How to remove multiple UTF-8 BOM sequences
Asked Answered
S

12

75

Using PHP5 (cgi) to output template files from the filesystem and having issues spitting out raw HTML.

private function fetch($name) {
    $path = $this->j->config['template_path'] . $name . '.html';
    if (!file_exists($path)) {
        dbgerror('Could not find the template "' . $name . '" in ' . $path);
    }
    $f = fopen($path, 'r');
    $t = fread($f, filesize($path));
    fclose($f);
    if (substr($t, 0, 3) == b'\xef\xbb\xbf') {
        $t = substr($t, 3);
    }
    return $t;
}

Even though I've added the BOM fix I'm still having problems with Firefox accepting it. You can see a live copy here: http://ircb.in/jisti/ (and the template file I threw at http://ircb.in/jisti/home.html if you want to check it out)

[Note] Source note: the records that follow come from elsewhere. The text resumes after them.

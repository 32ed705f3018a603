//! DTO definitions for the player-facing API, including the phase-filtered
//! question projection.

use serde::{Deserialize, Serialize};
use utoipa::ToSchema;
use validator::{Validate, ValidationErrors};

use crate::{
    dao::models::{GameQuestionEntity, QuestionEntity},
    dto::{
        game::{PlayerSummary, RoomSummary},
        validation::{validate_player_name, validate_room_code},
    },
    state::phase::{AnswerLetter, GamePhase},
};

/// Payload sent by a player to enter a waiting room.
#[derive(Debug, Deserialize, ToSchema)]
pub struct JoinRoomRequest {
    /// Six-character join code shown on the host screen.
    pub code: String,
    /// Display name, unique within the room (case-sensitive).
    pub name: String,
}

impl Validate for JoinRoomRequest {
    fn validate(&self) -> Result<(), ValidationErrors> {
        let mut errors = ValidationErrors::new();

        if let Err(e) = validate_room_code(&self.code) {
            errors.add("code", e);
        }
        if let Err(e) = validate_player_name(&self.name) {
            errors.add("name", e);
        }

        if errors.is_empty() { Ok(()) } else { Err(errors) }
    }
}

/// Response returned once a player has joined a room.
#[derive(Debug, Serialize, ToSchema)]
pub struct JoinRoomResponse {
    pub room: RoomSummary,
    pub player: PlayerSummary,
    /// Secret the client must echo in `x-session-token` on later mutations.
    pub session_token: String,
}

/// Payload carrying a player's answer for the current question.
#[derive(Debug, Deserialize, ToSchema)]
pub struct SubmitAnswerRequest {
    /// The exact answer text as displayed; resolved against the room's
    /// arrangement on reveal.
    pub answer: String,
}

/// Question projection a player is allowed to see at the current phase.
///
/// Slots that the phase has not revealed yet are `null`, and the correct
/// letter only appears during reveal.
#[derive(Debug, Serialize, ToSchema)]
pub struct PlayerQuestionView {
    #[serde(skip_serializing_if = "Option::is_none")]
    pub question_text: Option<String>,
    pub answers: [Option<String>; 4],
    #[serde(skip_serializing_if = "Option::is_none")]
    pub correct_letter: Option<AnswerLetter>,
}

impl PlayerQuestionView {
    /// Apply phase visibility to a question and its arrangement.
    pub fn project(
        question: &QuestionEntity,
        arrangement: &GameQuestionEntity,
        phase: GamePhase,
    ) -> Self {
        let answers = AnswerLetter::ALL.map(|letter| {
            phase
                .shows_answer(letter)
                .then(|| arrangement.answers[letter.index()].clone())
        });

        Self {
            question_text: phase
                .shows_question()
                .then(|| question.question_text.clone()),
            answers,
            correct_letter: phase.shows_correct().then_some(arrangement.correct_letter),
        }
    }
}

/// Full state a player polls after every event signal.
#[derive(Debug, Serialize, ToSchema)]
pub struct PlayerStateResponse {
    pub room: RoomSummary,
    pub player: PlayerSummary,
    #[serde(skip_serializing_if = "Option::is_none")]
    pub question: Option<PlayerQuestionView>,
}

#[cfg(test)]
mod tests {
    use uuid::Uuid;

    use super::*;

    fn fixtures() -> (QuestionEntity, GameQuestionEntity) {
        let question = QuestionEntity {
            id: Uuid::new_v4(),
            questionnaire_id: Uuid::new_v4(),
            order_number: 1,
            question_text: "Capital of France?".to_owned(),
            correct_answer: "Paris".to_owned(),
            wrong_answer_1: "Lyon".to_owned(),
            wrong_answer_2: "Marseille".to_owned(),
            wrong_answer_3: "Toulouse".to_owned(),
        };
        let arrangement = GameQuestionEntity {
            id: Uuid::new_v4(),
            game_room_id: Uuid::new_v4(),
            question_id: question.id,
            order_number: 1,
            answers: [
                "Lyon".to_owned(),
                "Paris".to_owned(),
                "Marseille".to_owned(),
                "Toulouse".to_owned(),
            ],
            correct_letter: AnswerLetter::B,
        };
        (question, arrangement)
    }

    #[test]
    fn hidden_phase_projects_nothing() {
        let (question, arrangement) = fixtures();
        let view = PlayerQuestionView::project(&question, &arrangement, GamePhase::Hidden);
        assert!(view.question_text.is_none());
        assert!(view.answers.iter().all(Option::is_none));
        assert!(view.correct_letter.is_none());
    }

    #[test]
    fn answer_phases_reveal_prefixes() {
        let (question, arrangement) = fixtures();
        let view = PlayerQuestionView::project(&question, &arrangement, GamePhase::AnswerB);
        assert_eq!(view.question_text.as_deref(), Some("Capital of France?"));
        assert_eq!(view.answers[0].as_deref(), Some("Lyon"));
        assert_eq!(view.answers[1].as_deref(), Some("Paris"));
        assert!(view.answers[2].is_none());
        assert!(view.answers[3].is_none());
        assert!(view.correct_letter.is_none());
    }

    #[test]
    fn locked_shows_everything_but_the_answer_key() {
        let (question, arrangement) = fixtures();
        let view = PlayerQuestionView::project(&question, &arrangement, GamePhase::Locked);
        assert!(view.answers.iter().all(Option::is_some));
        assert!(view.correct_letter.is_none());
    }

    #[test]
    fn reveal_discloses_the_correct_letter() {
        let (question, arrangement) = fixtures();
        let view = PlayerQuestionView::project(&question, &arrangement, GamePhase::Reveal);
        assert_eq!(view.correct_letter, Some(AnswerLetter::B));
    }

    #[test]
    fn join_request_validation() {
        let ok = JoinRoomRequest {
            code: "ABCDEF".to_owned(),
            name: "Ana".to_owned(),
        };
        assert!(ok.validate().is_ok());

        let bad_code = JoinRoomRequest {
            code: "abc".to_owned(),
            name: "Ana".to_owned(),
        };
        assert!(bad_code.validate().is_err());

        let blank_name = JoinRoomRequest {
            code: "ABCDEF".to_owned(),
            name: "   ".to_owned(),
        };
        assert!(blank_name.validate().is_err());
    }
}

Any idea how to fix this? o_o

Shearer answered 24/4, 2012 at 2:4 Comment(2)
utf8 file shouldn't have a BOM, if your editor put those in, there should be a configuration to omit those, if your editor won't allow you to not put in BOM, replace your editor.Castrato
yeah. I use n++, and I tried without BOMShearer
L
180

you would use the following code to remove utf8 bom

//Remove UTF8 Bom

function remove_utf8_bom($text)
{
    $bom = pack('H*','EFBBBF');
    $text = preg_replace("/^$bom/", '', $text);
    return $text;
}
Laurasia answered 15/3, 2013 at 2:55 Comment(5)
For some reason in the Google+ API, this BOM shows up at the end of the content variable, so I needed to tweak this to remove it from the end of the string.Anastatius
Can someone explain how the pack function is used here? I know it converts a string to a binary representation but struggling to understand how this helps with identifying the BOM Unicode character.Bittencourt
This worked great for my requirement to read the CSV output from SSRS and append to a larger file.Refuse
I used this with trim to cleanse copy/pasted form data like this: $bom = pack('H*','EFBBBF'); $replacementChars = " \n\r\t\v\0" . $bom; $cleanVar = trim($dirtyVar, $replacementChars);.Irriguous
@fsociety The BOM is three bytes - 0xef 0xbb 0xbf. So pack is is using a format of H* which means interpret all values in the string as hexadecimal bytes. I prefer o1max's answer (although has a lower score) that simply uses a string with escape characters:"\xEF\xBB\xBF"Twayblade
S
58

try:

// -------- read the file-content ----
$str = file_get_contents($source_file); 

// -------- remove the utf-8 BOM ----
$str = str_replace("\xEF\xBB\xBF",'',$str); 

// -------- get the Object from JSON ---- 
$obj = json_decode($str); 

:)

Shanta answered 18/9, 2013 at 11:19 Comment(0)
A
20

Another way to remove the BOM which is Unicode code point U+FEFF

$str = preg_replace('/\x{FEFF}/u', '', $file);
Arsonist answered 19/6, 2014 at 17:3 Comment(0)
C
8

b'\xef\xbb\xbf' stands for the literal string "\xef\xbb\xbf". If you want to check for a BOM, you need to use double quotes, so the \x sequences are actually interpreted into bytes:

"\xef\xbb\xbf"

Your files also seem to contain a lot more garbage than just a single leading BOM:

$ curl http://ircb.in/jisti/ | xxd

0000000: efbb bfef bbbf efbb bfef bbbf efbb bfef  ................
0000010: bbbf efbb bf3c 2144 4f43 5459 5045 2068  .....<!DOCTYPE h
0000020: 746d 6c3e 0a3c 6874 6d6c 3e0a 3c68 6561  tml>.<html>.<hea
...
Clougher answered 24/4, 2012 at 2:7 Comment(3)
if I was using n++, why would it cause this? it's saving it as unix/utf8 -bomShearer
Save it as UTF-8 NO BOM (or whatever it's called in N++).Clougher
I did and I'm still getting the same result. I curl'd the direct file (curl ircb.in/jisti/home.html | xxd) and got no leading characters, but curl'ing the PHP script adds the excess data in the front and all I'm using is print to output the data.Shearer
C
6

if anybody using csv import then below code useful

$header = fgetcsv($handle);
foreach($header as $key=> $val) {
     $bom = pack('H*','EFBBBF');
     $val = preg_replace("/^$bom/", '', $val);
     $header[$key] = $val;
}
Camire answered 18/7, 2018 at 6:10 Comment(0)
L
5

This global funtion resolve for UTF-8 system base charset. Tanks!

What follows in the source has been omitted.